//! Bubble Pack - text bubbles that drift, collide and settle into a cluster
//!
//! Core modules:
//! - `fit`: Minimal enclosing radius search against a layout oracle
//! - `sim`: Deterministic simulation (circles, collisions, tick)
//! - `schedule`: Virtual clock and deferred one-shot actions
//! - `world`: Public facade, host lifecycle events and the tick driver
//! - `surface`: Headless layout surface for demos and tests
//! - `config`: Data-driven tuning

pub mod config;
pub mod fit;
pub mod schedule;
pub mod sim;
pub mod surface;
pub mod world;

pub use config::WorldConfig;
pub use fit::{Extent, FitParams, LayoutSurface, fit};
pub use sim::{Circle, CircleId, CollisionWorld, PendingCircle};
pub use world::{Host, World, create_world};

use glam::Vec2;

/// Simulation configuration constants
pub mod consts {
    /// Tick cadence in milliseconds (re-armed after each tick completes)
    pub const TICK_INTERVAL_MS: u64 = 1;

    /// Per-tick velocity retention (2% friction)
    pub const FRICTION: f32 = 0.98;
    /// Divisor applied to the displacement toward gravity each tick
    pub const GRAVITY_DIVISOR: f32 = 10_000.0;
    /// Divisor applied to the displacement toward gravity for the entry drift
    pub const INITIAL_DRIFT_DIVISOR: f32 = 200.0;

    /// Elastic bouncing is switched off this long after the first add
    pub const DYNAMIC_COLLISION_WINDOW_MS: u64 = 3000;

    /// Fit search defaults (radius units match the container units)
    pub const FIT_MIN_RADIUS: f32 = 1.0;
    pub const FIT_MAX_ITERATIONS: u32 = 200;
    pub const FIT_INITIAL_MAX_RADIUS: f32 = 10.0;
    /// Inflation of the upper bound after a miss (1%)
    pub const FIT_SLACK: f32 = 1.01;

    /// Distances below this are treated as coincident centers
    pub const COINCIDENT_EPSILON: f32 = 1e-6;
}

/// Unit vector from `from` toward `to`, or `fallback` when the points coincide
#[inline]
pub fn direction_or(from: Vec2, to: Vec2, fallback: Vec2) -> Vec2 {
    let delta = to - from;
    let len = delta.length();
    if len < consts::COINCIDENT_EPSILON {
        fallback
    } else {
        delta / len
    }
}

/// Container center for a container of the given size
#[inline]
pub fn container_center(width: f32, height: f32) -> Vec2 {
    Vec2::new(width / 2.0, height / 2.0)
}
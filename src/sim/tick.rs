//! Fixed timestep simulation tick
//!
//! One tick: integrate positions, update velocities, resolve collisions.

use glam::Vec2;

use super::circle::Circle;
use super::collision::{pair_mut, resolve_dynamic, resolve_static};
use super::state::CollisionWorld;

/// Advance the world by one tick
pub fn tick(world: &mut CollisionWorld) {
    integrate(&mut world.circles);
    update_velocity(
        &mut world.circles,
        world.gravity,
        world.config.friction,
        world.config.gravity_divisor,
    );
    let contacts = resolve_collisions(world);
    if contacts > 0 {
        log::trace!("Resolved {contacts} contacts");
    }
}

/// Explicit Euler with a unit timestep
pub fn integrate(circles: &mut [Circle]) {
    for circle in circles {
        circle.center += circle.velocity;
    }
}

/// Friction, then a spring-like pull toward gravity that never vanishes
pub fn update_velocity(circles: &mut [Circle], gravity: Vec2, friction: f32, divisor: f32) {
    for circle in circles {
        let to_gravity = gravity - circle.center;
        circle.velocity *= friction;
        circle.velocity += to_gravity / divisor;
    }
}

/// Static pass over all pairs, then the dynamic pass while enabled
///
/// Returns the number of overlapping pairs found.
pub fn resolve_collisions(world: &mut CollisionWorld) -> usize {
    let circles = &mut world.circles;
    let mut contacts = Vec::new();

    for i in 0..circles.len() {
        for j in (i + 1)..circles.len() {
            let (a, b) = pair_mut(circles, i, j);
            if resolve_static(a, b) {
                contacts.push((i, j));
            }
        }
    }

    if world.dynamic_collision_enabled() {
        let circles = &mut world.circles;
        for &(i, j) in &contacts {
            let (a, b) = pair_mut(circles, i, j);
            resolve_dynamic(a, b);
        }
    }

    contacts.len()
}

#[cfg(test)]
mod tests {
    use super::*;
    use crate::config::WorldConfig;
    use crate::consts::*;
    use crate::sim::CircleId;

    fn add(world: &mut CollisionWorld, radius: f32) -> CircleId {
        let circle = world.create("c").with_radius(radius);
        let id = circle.id;
        world.place_circle(circle, 0);
        id
    }

    #[test]
    fn test_integrate_then_velocity_update() {
        let mut world = CollisionWorld::new(20.0, 20.0, WorldConfig::default());
        let id = add(&mut world, 1.0);
        let before = world.circle(id).unwrap().clone();

        tick(&mut world);

        let after = world.circle(id).unwrap();
        let moved = before.center + before.velocity;
        assert!((after.center - moved).length() < 1e-6);
        let expected = before.velocity * FRICTION + (world.gravity - moved) / GRAVITY_DIVISOR;
        assert!((after.velocity - expected).length() < 1e-6);
    }

    #[test]
    fn test_overlap_shrinks_after_one_pass() {
        let mut world = CollisionWorld::new(20.0, 20.0, WorldConfig::default());
        let a = add(&mut world, 2.0);
        let b = add(&mut world, 2.0);
        world.circle_mut(a).unwrap().center = Vec2::new(9.0, 10.0);
        world.circle_mut(b).unwrap().center = Vec2::new(11.5, 10.0);
        let overlap = |w: &CollisionWorld| w.circle(a).unwrap().overlap(w.circle(b).unwrap());
        let before = overlap(&world);
        assert!(before > 0.0);

        assert_eq!(resolve_collisions(&mut world), 1);
        let after = overlap(&world);
        assert!(after < before);
        assert!(after <= 1e-5);
    }

    #[test]
    fn test_dynamic_pass_respects_switch() {
        let mut world = CollisionWorld::new(20.0, 20.0, WorldConfig::default());
        let a = add(&mut world, 2.0);
        let b = add(&mut world, 2.0);
        for (id, x, vx) in [(a, 8.0, 1.0), (b, 11.0, -1.0)] {
            let c = world.circle_mut(id).unwrap();
            c.center = Vec2::new(x, 10.0);
            c.velocity = Vec2::new(vx, 0.0);
        }
        world.disable_dynamic_collision();
        resolve_collisions(&mut world);
        assert_eq!(world.circle(a).unwrap().velocity, Vec2::new(1.0, 0.0));
        assert_eq!(world.circle(b).unwrap().velocity, Vec2::new(-1.0, 0.0));
    }

    #[test]
    fn test_two_circles_settle_around_gravity() {
        let mut world = CollisionWorld::new(20.0, 20.0, WorldConfig::default());
        let a = add(&mut world, 2.0);
        let b = add(&mut world, 2.0);
        assert!(world.circle(a).unwrap().center.x > 20.0);
        assert!(world.circle(b).unwrap().center.x < 0.0);

        for t in 0..5000u64 {
            if t == DYNAMIC_COLLISION_WINDOW_MS {
                world.disable_dynamic_collision();
            }
            tick(&mut world);
            let ca = world.circle(a).unwrap();
            let cb = world.circle(b).unwrap();
            assert!(ca.distance_to(cb) >= 4.0 - 1e-3);
        }

        let ca = world.circle(a).unwrap();
        let cb = world.circle(b).unwrap();
        let midpoint = (ca.center + cb.center) / 2.0;
        assert!((midpoint - world.gravity).length() < 0.1);
        assert!(ca.center.distance(world.gravity) < 2.0 + 0.1);
        assert!(cb.center.distance(world.gravity) < 2.0 + 0.1);
    }

    #[test]
    fn test_determinism() {
        let run = || {
            let mut world = CollisionWorld::new(30.0, 20.0, WorldConfig::default());
            for radius in [1.5, 2.0, 3.0, 1.0] {
                add(&mut world, radius);
            }
            for _ in 0..500 {
                tick(&mut world);
            }
            world.circles
        };
        assert_eq!(run(), run());
    }
}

***

- [About this exercise]:
In the listing above, find each line with the word "that" and copy it.

- [Exercise result]:
//! Bubble Pack - text bubbles that drift, collide and settle into a cluster
/// Friction, then a spring-like pull toward gravity that never vanishes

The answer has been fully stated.